═════ RECORDS FOR THIS TASK ═════

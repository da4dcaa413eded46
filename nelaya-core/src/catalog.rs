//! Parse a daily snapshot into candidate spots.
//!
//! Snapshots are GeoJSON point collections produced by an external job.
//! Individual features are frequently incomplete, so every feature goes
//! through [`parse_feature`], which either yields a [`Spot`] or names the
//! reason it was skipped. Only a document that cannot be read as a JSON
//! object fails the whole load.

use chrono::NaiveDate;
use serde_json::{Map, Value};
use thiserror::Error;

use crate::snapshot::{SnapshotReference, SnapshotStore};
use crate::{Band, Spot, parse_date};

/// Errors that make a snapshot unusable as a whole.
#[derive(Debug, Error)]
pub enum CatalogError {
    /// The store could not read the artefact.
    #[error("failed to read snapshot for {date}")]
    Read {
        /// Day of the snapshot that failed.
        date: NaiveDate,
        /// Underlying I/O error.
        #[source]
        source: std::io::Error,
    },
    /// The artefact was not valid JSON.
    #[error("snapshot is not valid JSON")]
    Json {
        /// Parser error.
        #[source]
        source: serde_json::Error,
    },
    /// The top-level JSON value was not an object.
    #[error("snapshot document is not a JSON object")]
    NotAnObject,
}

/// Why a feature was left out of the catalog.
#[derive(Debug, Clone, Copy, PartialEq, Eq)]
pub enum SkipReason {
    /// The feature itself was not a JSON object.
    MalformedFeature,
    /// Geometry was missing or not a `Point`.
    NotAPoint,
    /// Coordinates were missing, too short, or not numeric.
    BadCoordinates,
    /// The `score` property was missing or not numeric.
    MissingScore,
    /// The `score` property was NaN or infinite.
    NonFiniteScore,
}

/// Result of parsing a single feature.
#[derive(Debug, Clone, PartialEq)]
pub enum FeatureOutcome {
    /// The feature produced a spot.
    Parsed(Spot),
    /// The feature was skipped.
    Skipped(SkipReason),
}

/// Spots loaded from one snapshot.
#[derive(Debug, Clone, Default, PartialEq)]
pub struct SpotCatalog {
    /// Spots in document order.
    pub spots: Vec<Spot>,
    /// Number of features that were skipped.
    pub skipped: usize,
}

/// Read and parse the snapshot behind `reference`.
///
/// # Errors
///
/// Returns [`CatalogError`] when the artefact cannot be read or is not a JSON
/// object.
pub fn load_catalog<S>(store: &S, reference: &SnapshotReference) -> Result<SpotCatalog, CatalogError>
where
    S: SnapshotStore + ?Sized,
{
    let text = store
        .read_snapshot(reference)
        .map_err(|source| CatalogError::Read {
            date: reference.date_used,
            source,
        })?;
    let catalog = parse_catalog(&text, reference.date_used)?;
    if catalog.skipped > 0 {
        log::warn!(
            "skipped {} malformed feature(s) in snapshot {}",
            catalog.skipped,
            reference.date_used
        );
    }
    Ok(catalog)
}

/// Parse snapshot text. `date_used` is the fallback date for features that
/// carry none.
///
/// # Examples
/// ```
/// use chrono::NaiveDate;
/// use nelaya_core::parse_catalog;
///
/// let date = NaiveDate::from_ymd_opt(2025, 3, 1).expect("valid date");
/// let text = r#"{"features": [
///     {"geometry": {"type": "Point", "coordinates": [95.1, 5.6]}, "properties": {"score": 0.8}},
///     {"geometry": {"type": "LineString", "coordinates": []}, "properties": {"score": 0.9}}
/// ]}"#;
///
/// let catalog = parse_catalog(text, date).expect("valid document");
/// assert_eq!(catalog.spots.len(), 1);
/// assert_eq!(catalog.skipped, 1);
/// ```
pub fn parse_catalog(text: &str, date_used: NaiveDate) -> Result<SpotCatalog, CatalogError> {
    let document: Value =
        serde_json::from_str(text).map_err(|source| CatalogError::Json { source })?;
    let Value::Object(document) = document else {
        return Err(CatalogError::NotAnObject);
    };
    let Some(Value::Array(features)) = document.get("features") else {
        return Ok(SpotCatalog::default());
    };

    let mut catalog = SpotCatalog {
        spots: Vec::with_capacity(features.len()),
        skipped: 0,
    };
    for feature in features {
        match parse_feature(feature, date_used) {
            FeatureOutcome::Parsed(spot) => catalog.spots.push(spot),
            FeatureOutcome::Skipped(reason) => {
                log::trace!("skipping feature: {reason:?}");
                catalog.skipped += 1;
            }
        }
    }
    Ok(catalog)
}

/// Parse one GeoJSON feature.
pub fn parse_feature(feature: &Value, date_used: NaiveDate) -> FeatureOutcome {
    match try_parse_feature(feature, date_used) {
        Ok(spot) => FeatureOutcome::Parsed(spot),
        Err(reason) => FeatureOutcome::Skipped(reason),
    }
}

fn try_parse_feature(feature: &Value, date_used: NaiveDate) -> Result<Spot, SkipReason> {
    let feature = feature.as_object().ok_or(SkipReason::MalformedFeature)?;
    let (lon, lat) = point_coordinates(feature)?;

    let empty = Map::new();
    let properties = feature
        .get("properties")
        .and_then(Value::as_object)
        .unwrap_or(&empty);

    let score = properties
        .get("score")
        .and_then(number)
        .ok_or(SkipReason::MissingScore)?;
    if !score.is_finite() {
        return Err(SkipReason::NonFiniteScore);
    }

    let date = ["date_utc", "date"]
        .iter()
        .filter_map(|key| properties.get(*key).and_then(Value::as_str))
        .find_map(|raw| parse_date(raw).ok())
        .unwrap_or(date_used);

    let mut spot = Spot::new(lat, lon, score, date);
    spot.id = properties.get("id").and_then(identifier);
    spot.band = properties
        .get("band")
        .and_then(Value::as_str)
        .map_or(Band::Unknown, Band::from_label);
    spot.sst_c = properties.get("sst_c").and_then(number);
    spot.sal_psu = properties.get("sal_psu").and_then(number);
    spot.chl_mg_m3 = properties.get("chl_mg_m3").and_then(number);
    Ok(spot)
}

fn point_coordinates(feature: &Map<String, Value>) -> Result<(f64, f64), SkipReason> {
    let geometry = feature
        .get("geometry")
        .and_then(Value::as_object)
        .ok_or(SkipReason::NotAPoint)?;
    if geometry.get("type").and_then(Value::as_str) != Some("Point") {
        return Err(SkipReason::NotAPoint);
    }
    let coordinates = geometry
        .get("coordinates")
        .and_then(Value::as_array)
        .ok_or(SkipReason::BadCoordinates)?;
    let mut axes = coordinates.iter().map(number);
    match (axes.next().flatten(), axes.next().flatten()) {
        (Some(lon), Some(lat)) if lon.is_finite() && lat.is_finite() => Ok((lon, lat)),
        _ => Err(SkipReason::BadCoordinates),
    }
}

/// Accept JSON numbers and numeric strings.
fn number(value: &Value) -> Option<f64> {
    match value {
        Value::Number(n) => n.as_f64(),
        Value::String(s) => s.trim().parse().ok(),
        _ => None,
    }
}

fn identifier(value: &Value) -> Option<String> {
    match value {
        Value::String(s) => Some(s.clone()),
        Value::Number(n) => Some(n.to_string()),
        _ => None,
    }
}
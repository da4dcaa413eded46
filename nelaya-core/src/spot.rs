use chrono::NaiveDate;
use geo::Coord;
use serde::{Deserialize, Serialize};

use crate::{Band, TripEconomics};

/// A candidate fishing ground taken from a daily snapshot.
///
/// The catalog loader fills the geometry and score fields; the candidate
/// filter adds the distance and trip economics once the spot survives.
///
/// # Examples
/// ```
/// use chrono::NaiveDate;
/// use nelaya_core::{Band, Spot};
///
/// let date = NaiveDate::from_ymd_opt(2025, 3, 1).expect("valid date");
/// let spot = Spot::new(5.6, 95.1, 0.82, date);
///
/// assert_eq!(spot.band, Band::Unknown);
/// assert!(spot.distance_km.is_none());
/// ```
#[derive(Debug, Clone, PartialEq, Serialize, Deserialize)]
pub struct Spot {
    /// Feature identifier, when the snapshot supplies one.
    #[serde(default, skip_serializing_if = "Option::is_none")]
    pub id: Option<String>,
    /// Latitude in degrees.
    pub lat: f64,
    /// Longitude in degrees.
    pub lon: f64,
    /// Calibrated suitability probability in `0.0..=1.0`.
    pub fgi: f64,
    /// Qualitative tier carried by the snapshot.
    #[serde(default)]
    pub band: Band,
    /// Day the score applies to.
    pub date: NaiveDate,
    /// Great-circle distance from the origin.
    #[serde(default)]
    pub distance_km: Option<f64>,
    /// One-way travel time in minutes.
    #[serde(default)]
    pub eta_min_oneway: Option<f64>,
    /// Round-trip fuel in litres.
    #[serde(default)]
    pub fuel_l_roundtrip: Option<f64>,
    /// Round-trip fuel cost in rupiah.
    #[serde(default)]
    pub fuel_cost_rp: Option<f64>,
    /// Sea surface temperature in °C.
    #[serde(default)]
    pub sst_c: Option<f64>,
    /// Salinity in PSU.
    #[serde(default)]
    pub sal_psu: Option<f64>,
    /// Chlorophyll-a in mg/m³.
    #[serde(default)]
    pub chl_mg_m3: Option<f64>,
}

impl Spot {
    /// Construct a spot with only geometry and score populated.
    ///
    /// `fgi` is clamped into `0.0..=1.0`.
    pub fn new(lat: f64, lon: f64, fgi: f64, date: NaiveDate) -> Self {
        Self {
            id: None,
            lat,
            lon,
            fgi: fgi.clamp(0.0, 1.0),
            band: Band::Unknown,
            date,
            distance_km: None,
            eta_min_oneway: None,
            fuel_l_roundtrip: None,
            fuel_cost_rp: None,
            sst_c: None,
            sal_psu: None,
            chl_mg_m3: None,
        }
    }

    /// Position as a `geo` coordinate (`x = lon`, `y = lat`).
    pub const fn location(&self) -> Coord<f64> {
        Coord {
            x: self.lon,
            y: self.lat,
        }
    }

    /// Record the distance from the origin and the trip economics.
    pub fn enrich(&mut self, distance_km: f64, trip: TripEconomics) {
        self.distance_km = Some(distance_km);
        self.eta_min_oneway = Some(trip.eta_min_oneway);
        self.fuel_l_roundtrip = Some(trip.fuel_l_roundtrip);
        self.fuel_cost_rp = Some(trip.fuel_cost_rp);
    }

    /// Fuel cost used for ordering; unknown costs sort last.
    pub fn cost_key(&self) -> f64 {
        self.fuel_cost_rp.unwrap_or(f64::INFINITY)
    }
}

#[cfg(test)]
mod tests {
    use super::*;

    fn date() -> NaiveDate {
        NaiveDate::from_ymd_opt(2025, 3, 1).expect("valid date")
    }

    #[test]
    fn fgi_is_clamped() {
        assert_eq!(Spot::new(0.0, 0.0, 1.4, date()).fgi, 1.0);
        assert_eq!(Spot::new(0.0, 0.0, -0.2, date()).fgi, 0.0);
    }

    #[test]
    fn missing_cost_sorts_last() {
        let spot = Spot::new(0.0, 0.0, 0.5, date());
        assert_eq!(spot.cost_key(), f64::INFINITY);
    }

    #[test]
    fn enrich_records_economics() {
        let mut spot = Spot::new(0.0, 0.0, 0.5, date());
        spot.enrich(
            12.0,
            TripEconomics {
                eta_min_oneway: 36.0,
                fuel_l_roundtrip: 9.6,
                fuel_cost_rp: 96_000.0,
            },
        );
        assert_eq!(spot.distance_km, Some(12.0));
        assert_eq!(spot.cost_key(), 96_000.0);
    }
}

═════

THE PROBLEM: Begin at the first line of the material and transcribe each line exactly. End with the line containing "pub enum CatalogError", and give nothing else.

ANSWER AREA:
repository da4dcaa413eded46
filename nelaya-core/src/catalog.rs
//! Parse a daily snapshot into candidate spots.
//!
//! Snapshots are GeoJSON point collections produced by an external job.
//! Individual features are frequently incomplete, so every feature goes
//! through [`parse_feature`], which either yields a [`Spot`] or names the
//! reason it was skipped. Only a document that cannot be read as a JSON
//! object fails the whole load.

use chrono::NaiveDate;
use serde_json::{Map, Value};
use thiserror::Error;

use crate::snapshot::{SnapshotReference, SnapshotStore};
use crate::{Band, Spot, parse_date};

/// Errors that make a snapshot unusable as a whole.
#[derive(Debug, Error)]
pub enum CatalogError {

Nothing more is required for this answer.